Archbishop Rowan Williams told delegates the primates have asked for more clarity from The Episcopal Church on whether it has agreed to a moratorium on the election of bishops in active sexual partnerships outside marriage, and whether it is willing to abide by a voluntary moratorium on liturgies for same-sex blessings.

“The understanding of the meeting was certainly that this should be a comprehensive abstention from any public rites,” Archbishop Williams said. The primates wanted “to try and encourage an internal North American solution to the bitter disputes now raging” and the proposed structure for “supplementary oversight” was designed to encourage “both sides to back away from litigation.”

“Much here depends on goodwill and patience,” Archbishop Williams said. “The Presiding Bishop rightly won praise for her careful and sympathetic engagement with these proposals and other matters, in the course of what was undoubtedly a very testing meeting. Likewise the readiness of many of the ‘intervening’ primates to consider negotiating a new position was welcome and impressive.”

The archbishop said the primate's communiqué, although imperfect, was a worthwhile effort to look beyond the symptoms of the problem and focus attention on underlying and neglected theological root causes of the current discord. Although few enjoy the breakdown in trust, a simple solution is elusive.

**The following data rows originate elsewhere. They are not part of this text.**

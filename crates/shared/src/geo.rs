/// Geodesy and web-map projection helpers.
///
/// Distances use a spherical Earth (haversine). Map projection is the
/// Web-Mercator scheme used by OSM raster tiles: 256px tiles, zoom 0 is a
/// single tile covering the whole world.
use serde::{Deserialize, Serialize};

/// Mean Earth radius in kilometers.
pub const EARTH_RADIUS_KM: f64 = 6371.0;

/// Raster tile edge in pixels.
pub const TILE_SIZE: f64 = 256.0;

/// Web-Mercator cannot represent the poles; latitudes are clamped to this.
pub const MAX_MERCATOR_LAT: f64 = 85.051_128_78;

pub const MIN_ZOOM: u8 = 3;
pub const MAX_ZOOM: u8 = 18;
pub const DEFAULT_ZOOM: u8 = 12;

/// Initial map center (Bengaluru east).
pub const DEFAULT_CENTER: Coordinate = Coordinate {
    lat: 12.992_765_5,
    lng: 77.806_044_8,
};

#[derive(Debug, Clone, Copy, PartialEq, Serialize, Deserialize)]
pub struct Coordinate {
    pub lat: f64,
    pub lng: f64,
}

impl Coordinate {
    /// Build a coordinate, rejecting non-finite or out-of-range values.
    pub fn new(lat: f64, lng: f64) -> Option<Self> {
        let c = Coordinate { lat, lng };
        c.is_valid().then_some(c)
    }

    pub fn is_valid(&self) -> bool {
        self.lat.is_finite()
            && self.lng.is_finite()
            && (-90.0..=90.0).contains(&self.lat)
            && (-180.0..=180.0).contains(&self.lng)
    }
}

/// Great-circle distance between two coordinates in kilometers.
pub fn haversine_km(a: Coordinate, b: Coordinate) -> f64 {
    let d_lat = (b.lat - a.lat).to_radians();
    let d_lng = (b.lng - a.lng).to_radians();
    let h = (d_lat / 2.0).sin().powi(2)
        + a.lat.to_radians().cos() * b.lat.to_radians().cos() * (d_lng / 2.0).sin().powi(2);
    let c = 2.0 * h.sqrt().atan2((1.0 - h).sqrt());
    EARTH_RADIUS_KM * c
}

/// Human-readable distance: meters below 1 km, two-decimal kilometers above.
pub fn format_distance(km: f64) -> String {
    if km < 1.0 {
        format!("{:.0} m", km * 1000.0)
    } else {
        format!("{:.2} km", km)
    }
}

/// World size in pixels at a given zoom level.
pub fn world_size(zoom: u8) -> f64 {
    TILE_SIZE * f64::from(1u32 << zoom)
}

/// Project a coordinate to Web-Mercator world pixels at `zoom`.
pub fn project(coord: Coordinate, zoom: u8) -> (f64, f64) {
    let size = world_size(zoom);
    let lat = coord.lat.clamp(-MAX_MERCATOR_LAT, MAX_MERCATOR_LAT).to_radians();
    let x = (coord.lng + 180.0) / 360.0 * size;
    let y = (1.0 - (lat.tan() + 1.0 / lat.cos()).ln() / std::f64::consts::PI) / 2.0 * size;
    (x, y)
}

/// Inverse of [`project`]. X wraps around the antimeridian, Y is clamped.
pub fn unproject(x: f64, y: f64, zoom: u8) -> Coordinate {
    let size = world_size(zoom);
    let x = x.rem_euclid(size);
    let y = y.clamp(0.0, size);
    let lng = x / size * 360.0 - 180.0;
    let n = std::f64::consts::PI * (1.0 - 2.0 * y / size);
    let lat = n.sinh().atan().to_degrees();
    Coordinate { lat, lng }
}

#[derive(Debug, Clone, Copy, PartialEq, Eq)]
pub struct TileKey {
    pub z: u8,
    pub x: u32,
    pub y: u32,
}

/// A tile that intersects the viewport, with its top-left corner in
/// viewport pixels.
#[derive(Debug, Clone, Copy, PartialEq)]
pub struct PlacedTile {
    pub key: TileKey,
    pub left: f64,
    pub top: f64,
}

/// Tiles covering a `width` x `height` viewport centered on `center`.
///
/// Columns wrap horizontally; rows outside the world are skipped.
pub fn visible_tiles(center: Coordinate, zoom: u8, width: f64, height: f64) -> Vec<PlacedTile> {
    let (cx, cy) = project(center, zoom);
    let origin_x = cx - width / 2.0;
    let origin_y = cy - height / 2.0;
    let tiles_per_axis = 1i64 << zoom;

    let first_col = (origin_x / TILE_SIZE).floor() as i64;
    let last_col = ((origin_x + width) / TILE_SIZE).ceil() as i64 - 1;
    let first_row = ((origin_y / TILE_SIZE).floor() as i64).max(0);
    let last_row = (((origin_y + height) / TILE_SIZE).ceil() as i64 - 1).min(tiles_per_axis - 1);

    let mut tiles = Vec::new();
    for row in first_row..=last_row {
        for col in first_col..=last_col {
            tiles.push(PlacedTile {
                key: TileKey {
                    z: zoom,
                    x: col.rem_euclid(tiles_per_axis) as u32,
                    y: row as u32,
                },
                left: col as f64 * TILE_SIZE - origin_x,
                top: row as f64 * TILE_SIZE - origin_y,
            });
        }
    }
    tiles
}

#[cfg(test)]
mod tests {
    use super::*;

    fn c(lat: f64, lng: f64) -> Coordinate {
        Coordinate { lat, lng }
    }

    #[test]
    fn test_haversine_zero_for_same_point() {
        let a = c(12.99, 77.80);
        assert_eq!(haversine_km(a, a), 0.0);
    }

    #[test]
    fn test_haversine_symmetric() {
        let pairs = [
            (c(12.99, 77.80), c(13.19, 77.70)),
            (c(-33.86, 151.21), c(51.50, -0.12)),
            (c(0.0, 179.9), c(0.0, -179.9)),
        ];
        for (a, b) in pairs {
            assert!((haversine_km(a, b) - haversine_km(b, a)).abs() < 1e-9);
        }
    }

    #[test]
    fn test_haversine_one_degree_of_latitude() {
        // One degree along a meridian is ~111.19 km on a 6371 km sphere
        let d = haversine_km(c(0.0, 0.0), c(1.0, 0.0));
        assert!((d - 111.195).abs() < 0.01);
    }

    #[test]
    fn test_haversine_known_city_pair() {
        // Bengaluru city center to Kempegowda airport, roughly 30 km
        let d = haversine_km(c(12.9716, 77.5946), c(13.1986, 77.7066));
        assert!(d > 27.0 && d < 29.0, "got {d}");
    }

    #[test]
    fn test_coordinate_validation() {
        assert!(Coordinate::new(12.0, 77.0).is_some());
        assert!(Coordinate::new(90.0, -180.0).is_some());
        assert!(Coordinate::new(90.1, 0.0).is_none());
        assert!(Coordinate::new(0.0, 180.5).is_none());
        assert!(Coordinate::new(f64::NAN, 0.0).is_none());
        assert!(Coordinate::new(0.0, f64::INFINITY).is_none());
    }

    #[test]
    fn test_format_distance() {
        assert_eq!(format_distance(0.85), "850 m");
        assert_eq!(format_distance(2.348), "2.35 km");
        assert_eq!(format_distance(0.0), "0 m");
    }

    #[test]
    fn test_project_origin_is_world_center() {
        let (x, y) = project(c(0.0, 0.0), 0);
        assert!((x - 128.0).abs() < 1e-9);
        assert!((y - 128.0).abs() < 1e-9);
    }

    #[test]
    fn test_project_unproject_inverse() {
        let p = c(12.9927655, 77.8060448);
        let (x, y) = project(p, 12);
        let back = unproject(x, y, 12);
        assert!((back.lat - p.lat).abs() < 1e-9);
        assert!((back.lng - p.lng).abs() < 1e-9);
    }

    #[test]
    fn test_project_clamps_poles() {
        let (_, y) = project(c(90.0, 0.0), 1);
        assert!(y.abs() < 1e-3);
    }

    #[test]
    fn test_visible_tiles_single_tile_world() {
        let tiles = visible_tiles(c(0.0, 0.0), 0, 256.0, 256.0);
        assert_eq!(tiles.len(), 1);
        assert_eq!(tiles[0].key, TileKey { z: 0, x: 0, y: 0 });
        assert!((tiles[0].left).abs() < 1e-9);
        assert!((tiles[0].top).abs() < 1e-9);
    }

    #[test]
    fn test_visible_tiles_cover_viewport() {
        let tiles = visible_tiles(DEFAULT_CENTER, DEFAULT_ZOOM, 800.0, 600.0);
        // 800px spans at most 5 columns, 600px at most 4 rows
        assert!(tiles.len() >= 12 && tiles.len() <= 20);
        assert!(tiles.iter().all(|t| t.key.z == DEFAULT_ZOOM));
        assert!(tiles.iter().any(|t| t.left <= 0.0 && t.top <= 0.0));
    }

    #[test]
    fn test_visible_tiles_wrap_columns() {
        let tiles = visible_tiles(c(0.0, 179.99), 1, 512.0, 256.0);
        assert!(tiles.iter().any(|t| t.key.x == 0));
        assert!(tiles.iter().any(|t| t.key.x == 1));
    }
}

“Unhappily, though, the truth is that when conflicts have passed a certain point, simple solutions are unlikely to work, to the extent that they deliberately ignore the things that bred the conflict in the first place, and that have never been properly addressed. This is a recipe for the whole thing to start up again as soon as possible.

“It is folly to think that a decision to ‘go our separate ways’ in the Communion would leave us with a neat and morally satisfying break between two groups of provinces, orthodox and heretics or humane liberals and bigots, depending on where you stand. Every province could break in several different directions.”